About the 2021 Dandi March:
- The padayatra is being undertaken by 81 marchers from Sabarmati Ashram in Ahmedabad to Dandi in Navsari, a journey of 386 km. The march will end after 25 days, on 5th April 2020.
- Descendants of those who walked the Salt March (in 1930) will be honored.
- Marchers will traverse the route in memory of the 78 who accompanied Mahatma Gandhi in 1930 from Ahmedabad to Dandi and two others who had joined mid-route.
- Big events will be organized at six places associated with Gandhi. These include MK Gandhi’s birthplace Porbandar, along with Rajkot, Vadodara, Bardoli (Surat), Mandvi (Kutch), and Dandi (Navsari).
- Cultural programs are planned at 21 spots on the route at the nightly stops for the walkers.
About the 1930 Dandi March:
- The Dandi March, also known as the Salt March and the Dandi Satyagraha was an act of nonviolent civil disobedience led by Mohandas Karamchand Gandhi.
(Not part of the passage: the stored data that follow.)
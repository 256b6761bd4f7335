#[derive(Debug, thiserror::Error)]
pub enum StoreError {
    #[error("IO error: {0}")]
    Io(#[from] std::io::Error),

    #[error("JSON error: {0}")]
    Json(#[from] serde_json::Error),

    #[error("invalid unit id: {0}")]
    InvalidId(String),
}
- The march lasted from 12th March 1930 to 6th April 1930 as a direct action campaign of tax resistance and nonviolent protest against the British salt monopoly.
- On 12th March, Gandhiji set out from Sabarmati with 78 followers on a 241-mile march to the coastal town of Dandi on the Arabian Sea.
- There, Gandhi and his supporters were to defy British policy by making salt from seawater.
- At Dandi, thousands more followed his lead, and in the coastal cities of Bombay and Karachi, Indian nationalists led crowds of citizens in making salt.
- Civil disobedience broke out all across India, soon involving millions of Indians, and British authorities arrested more than 60,000 people.
- Gandhiji himself was arrested on 5th May, but the satyagraha continued without him.
- On 21st May, the poet Sarojini Naidu led 2,500 marchers on the Dharasana Salt Works, some 150 miles north of Bombay.
- The incident, recorded by American journalist Webb Miller, prompted an international outcry against British policy in India.
- In January 1931, Gandhiji was released from prison.
- He later met with Lord Irwin, the viceroy of India, and agreed to call off the satyagraha in exchange for an equal negotiating role at a London conference on India’s future.
- In August 1931, Gandhiji traveled to the conference as the sole representative of the nationalist Indian National Congress.
- The meeting was a disappointment, but British leaders had acknowledged him as a force they could not suppress or ignore.